Tip: Take the damn flash off the camera.


In this behind-the-scenes shot of the previous photograph, you can see our assistant for the day, the talented Kathy Porupski, holding a Westcott Apollo softbox, fitted with my Canon 600EX RT speedlite, above our model’s head.

Tip: When working with a softbox, changing the position of the light even by a few inches can make a big different in the lighting (highlights and shadows), which I go into in the class.


“Light illuminates, shadows define.” “Shadows are the soul of the photograph.” “Shadows are your friend.” Those are some of my favorite quotes about shadows, in addition to Joe McNally’s quote, “If you want an interesting photograph, don’t light the entire subject.”

These two photographs from the class illustrate how fairly flat lighting (from Westcott Ice Lites) can be flattering, and how dramatic side lighting (from a Canon speedlite mounted in a Westscott Apollo softbox) can create a dramatic image.

Tip: Always remember that the most important thing about a photograph is the mood or feeling one gets when the image is viewed. These two pictures of the same model in the same room have totally different moods . . . moods created by lighting.


Here’s a behind-the-scenes shot of Kathy and Jen Coffin, the awesome producer of the class, helping out with the Ice Lites. They were cool to work with – both the Ice Lites and Kathy and Jen!

Here’s a look at some of my Croton-on-Hudson images.


I took this photo in my home office. I call it Finding Frida, because I was trying to find a model and setup that matched a Frida Kahlo poster I had seen on the web.

Tip: Props rock. Sure, the model in this photograph is awesome, but it’s the props and background that make this photo a success.


This behind-the-scenes shot shows my model’s surprise when I got my “keeper” on the very first shot.

Tip: Be prepared (by testing your lighting with an assistant as your model) before your model shows up.


Here’s another photograph that illustrates the importance of props, as well as good lighting. I call this image, Recreated a Rembrandt. Do a Google search on Rembrandt’s Old Soldier and you’ll see why.

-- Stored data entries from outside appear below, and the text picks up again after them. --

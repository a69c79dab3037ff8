//! Per-category counts and the operator-facing run report

use std::collections::BTreeMap;
use std::fmt::Write as _;
use std::path::PathBuf;

use chrono::{DateTime, Utc};
use serde::Serialize;

use crate::taxonomy::Category;

/// Row count per category, iterated in rank order
#[derive(Debug, Clone, Default, PartialEq, Eq, Serialize)]
#[serde(transparent)]
pub struct CategoryHistogram {
    counts: BTreeMap<Category, usize>,
}

impl CategoryHistogram {
    pub fn add(&mut self, category: Category) {
        *self.counts.entry(category).or_default() += 1;
    }

    pub fn get(&self, category: Category) -> usize {
        self.counts.get(&category).copied().unwrap_or(0)
    }

    pub fn total(&self) -> usize {
        self.counts.values().sum()
    }

    pub fn is_empty(&self) -> bool {
        self.counts.is_empty()
    }

    /// Categories with at least one row, in rank order
    pub fn iter(&self) -> impl Iterator<Item = (Category, usize)> + '_ {
        self.counts.iter().map(|(c, n)| (*c, *n))
    }

    /// Element-wise sum
    pub fn merged(&self, other: &CategoryHistogram) -> CategoryHistogram {
        let mut out = self.clone();
        for (category, count) in other.iter() {
            *out.counts.entry(category).or_default() += count;
        }
        out
    }
}

impl FromIterator<Category> for CategoryHistogram {
    fn from_iter<I: IntoIterator<Item = Category>>(iter: I) -> Self {
        let mut histogram = Self::default();
        for category in iter {
            histogram.add(category);
        }
        histogram
    }
}

/// Counts for one written output
#[derive(Debug, Clone, Serialize)]
pub struct OutputReport {
    /// Short name used as the section title
    pub name: String,
    pub path: PathBuf,
    pub rows: usize,
    pub histogram: CategoryHistogram,
}

impl OutputReport {
    pub fn new(
        name: impl Into<String>,
        path: impl Into<PathBuf>,
        histogram: CategoryHistogram,
    ) -> Self {
        Self {
            name: name.into(),
            path: path.into(),
            rows: histogram.total(),
            histogram,
        }
    }
}

/// Result of one pipeline run
#[derive(Debug, Clone, Serialize)]
pub struct RunSummary {
    pub first: OutputReport,
    pub second: OutputReport,
    pub combined: OutputReport,
    /// Rows in the combined output
    pub total_keywords: usize,
    pub generated_at: DateTime<Utc>,
}

impl RunSummary {
    pub fn new(first: OutputReport, second: OutputReport, combined: OutputReport) -> Self {
        let total_keywords = combined.rows;
        Self {
            first,
            second,
            combined,
            total_keywords,
            generated_at: Utc::now(),
        }
    }

    pub fn outputs(&self) -> [&OutputReport; 3] {
        [&self.first, &self.second, &self.combined]
    }

    /// Human-readable report
    pub fn summary_text(&self) -> String {
        let mut out = String::new();
        for output in self.outputs() {
            let _ = writeln!(out, "=== {} ===", output.name);
            for (category, count) in output.histogram.iter() {
                let _ = writeln!(out, "{category}: {count} {}", keywords_noun(count));
            }
            let _ = writeln!(out, "saved: {}", output.path.display());
            out.push('\n');
        }
        let total = self.total_keywords;
        let _ = write!(out, "Done: {total} {} processed", keywords_noun(total));
        out
    }

    /// Serialize to JSON for scripted use
    pub fn to_json(&self) -> Result<String, serde_json::Error> {
        serde_json::to_string_pretty(self)
    }
}

fn keywords_noun(count: usize) -> &'static str {
    if count == 1 { "keyword" } else { "keywords" }
}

The dude in the photo is my neighbor, Jay.


For my Recreating a Rembrandt image, I used two Westcott Spiderlites to light my subject, and a third Spiderlite to light the background – to provide some separation between the subject and the background.


This is one of my favorite at-home portraits.

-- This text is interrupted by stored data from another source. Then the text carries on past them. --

//! Load → classify → sort → write → merge
//!
//! Both sources are loaded before anything is written: a bad second file
//! aborts the run with no output on disk.

use std::path::Path;

use crate::classifier::RuleSet;
use crate::config::RunPlan;
use crate::csv_io::{load_row_set, save_row_set};
use crate::errors::Result;
use crate::report::{OutputReport, RunSummary};
use crate::row_set::RowSet;

/// Name of the combined output section in reports
pub const COMBINED_NAME: &str = "combined";

/// Drives one run over a [`RunPlan`]
pub struct Pipeline<'r> {
    rules: &'r RuleSet,
}

impl Default for Pipeline<'static> {
    fn default() -> Self {
        Self::new(RuleSet::builtin())
    }
}

impl<'r> Pipeline<'r> {
    pub fn new(rules: &'r RuleSet) -> Self {
        Self { rules }
    }

    /// Classify every row, then sort by (rank asc, traffic desc)
    pub fn process(&self, set: &mut RowSet) {
        set.classify(self.rules);
        set.sort();
    }

    /// Execute the plan and return per-output counts
    pub fn run(&self, plan: &RunPlan) -> Result<RunSummary> {
        let mut first = load_row_set(&plan.first_input, &plan.csv)?;
        let mut second = load_row_set(&plan.second_input, &plan.csv)?;

        self.process(&mut first);
        self.process(&mut second);
        tracing::info!(
            first = first.len(),
            second = second.len(),
            "classified keywords"
        );

        save_row_set(&plan.first_output, &first, &plan.csv)?;
        save_row_set(&plan.second_output, &second, &plan.csv)?;

        let combined = RowSet::merge(COMBINED_NAME, &first, &second)?;
        save_row_set(&plan.combined_output, &combined, &plan.csv)?;

        Ok(RunSummary::new(
            report_for(&first, &plan.first_output),
            report_for(&second, &plan.second_output),
            report_for(&combined, &plan.combined_output),
        ))
    }
}

fn report_for(set: &RowSet, path: &Path) -> OutputReport {
    OutputReport::new(set.name(), path, set.histogram())
}

/// Run with the built-in rules
pub fn run(plan: &RunPlan) -> Result<RunSummary> {
    Pipeline::default().run(plan)
}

Tip: Never underestimate the importance of a good subject/model.


In this behind-the-scenes shot (taken in my music room) you see that I am shooting tethered: my Canon 5D Mark III is attached to my MacBook Pro with a cable.

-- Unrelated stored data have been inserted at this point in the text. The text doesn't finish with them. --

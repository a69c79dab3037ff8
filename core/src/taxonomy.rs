//! Fixed keyword taxonomy
//!
//! Nine mutually exclusive categories. The rank doubles as match priority
//! and as the primary sort key of every output table.

use std::fmt;
use std::str::FromStr;

use serde::{Serialize, Serializer};

/// Category assigned to a keyword
#[derive(Debug, Clone, Copy, PartialEq, Eq, Hash, PartialOrd, Ord)]
pub enum Category {
    /// Account sign-up questions
    Registration,
    /// Sign-in failures and "cannot use / cannot open" reports
    LoginUsage,
    /// Clients, installers, mobile apps
    DownloadInstall,
    /// API access, keys, invocation
    ApiServices,
    /// Paid subscription, top-ups, payment
    PlusMembership,
    /// Gateway errors, verification loops, error pages
    TechnicalIssues,
    /// Sharing, bans, deactivation
    AccountManagement,
    /// Model versions, limits, feature comparisons
    ModelFeatures,
    /// Fallback when nothing matches
    Other,
}

impl Category {
    /// All categories in rank order
    pub const ALL: [Category; 9] = [
        Category::Registration,
        Category::LoginUsage,
        Category::DownloadInstall,
        Category::ApiServices,
        Category::PlusMembership,
        Category::TechnicalIssues,
        Category::AccountManagement,
        Category::ModelFeatures,
        Category::Other,
    ];

    /// Fixed rank 1-9
    pub fn rank(&self) -> u8 {
        match self {
            Self::Registration => 1,
            Self::LoginUsage => 2,
            Self::DownloadInstall => 3,
            Self::ApiServices => 4,
            Self::PlusMembership => 5,
            Self::TechnicalIssues => 6,
            Self::AccountManagement => 7,
            Self::ModelFeatures => 8,
            Self::Other => 9,
        }
    }

    /// Name as written into output files
    pub fn name(&self) -> &'static str {
        match self {
            Self::Registration => "注册相关",
            Self::LoginUsage => "登录使用",
            Self::DownloadInstall => "下载安装",
            Self::ApiServices => "API服务",
            Self::PlusMembership => "Plus会员",
            Self::TechnicalIssues => "技术问题",
            Self::AccountManagement => "账号管理",
            Self::ModelFeatures => "模型功能",
            Self::Other => "其他",
        }
    }

    pub fn english_name(&self) -> &'static str {
        match self {
            Self::Registration => "Registration",
            Self::LoginUsage => "Login & Usage",
            Self::DownloadInstall => "Download & Install",
            Self::ApiServices => "API Services",
            Self::PlusMembership => "Plus Membership",
            Self::TechnicalIssues => "Technical Issues",
            Self::AccountManagement => "Account Management",
            Self::ModelFeatures => "Model Features",
            Self::Other => "Other",
        }
    }

    /// Output label, `"<rank>.<name>"` (e.g. `"1.注册相关"`)
    pub fn label(&self) -> &'static str {
        match self {
            Self::Registration => "1.注册相关",
            Self::LoginUsage => "2.登录使用",
            Self::DownloadInstall => "3.下载安装",
            Self::ApiServices => "4.API服务",
            Self::PlusMembership => "5.Plus会员",
            Self::TechnicalIssues => "6.技术问题",
            Self::AccountManagement => "7.账号管理",
            Self::ModelFeatures => "8.模型功能",
            Self::Other => "9.其他",
        }
    }

    /// Look up a category by rank
    pub fn from_rank(rank: u8) -> Option<Self> {
        Self::ALL.iter().copied().find(|c| c.rank() == rank)
    }
}

impl fmt::Display for Category {
    fn fmt(&self, f: &mut fmt::Formatter<'_>) -> fmt::Result {
        f.write_str(self.label())
    }
}

impl FromStr for Category {
    type Err = String;

    fn from_str(s: &str) -> Result<Self, Self::Err> {
        let trimmed = s.trim();
        Self::ALL
            .iter()
            .copied()
            .find(|c| c.label() == trimmed)
            .ok_or_else(|| format!("Unknown category label: {s}"))
    }
}

impl Serialize for Category {
    fn serialize<S: Serializer>(&self, serializer: S) -> Result<S::Ok, S::Error> {
        serializer.serialize_str(self.label())
    }
}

Tip: Shoot tethered so you and your model can easily see the images on a computer monitor, as opposed to viewing the image on the camera’s small LCD monitor.


My Girl with a Pearl Earring photograph, a takeoff on Vermerr’s Girl with a Pearl Earning painting, was my first at-home studio portrait. It illustrated Frank Doorhof’s tip: “When you think you need two lights, use one light; when you think you need three lights, use one light.”


This behind-the-scenes shot shows my wife Susan helping with the pros, and my friend’s daughter, Zoe, assisting with the lighting. The background is a $12 piece of material we bought at the local fabric store.

Well, that’s a super quick look at “Transforming Your Home into a Professional Photo Studio.” I hope you enjoy the class.


For addition lighting tips, as well as some photo inspiration and motivation, please check out my latest (and 36th) book, Creative Visualization for Photographers.

You can see more of Rick’s work at, and follow him on Facebook, Twitter, and Instagram. And be sure to keep an eye out for his brand new KelbyOne class, Transforming Your Home into a Professional Photo Studio, releasing tomorrow!

  1. Wow Rick! How serendipitous. I ‘just’ moved my studio space to my living/dining room so when I saw your course I, of course, had to watch it. Thanks for the tips and creative photo ideas. Love your old master photos. Again coincidentally I created a self portrait in the Rembrandt style. Not as true to SOOC as yours but I used some PS to give it a more painterly look. I agree with your use of props, a current shirt and corduroy jacket (mine) don’t take you back to the 1600’s. Love your Vermeer, perfect. I think you would enjoy the documentary “Tim’s Vermeer” ( if you haven’t already seen it. Take care.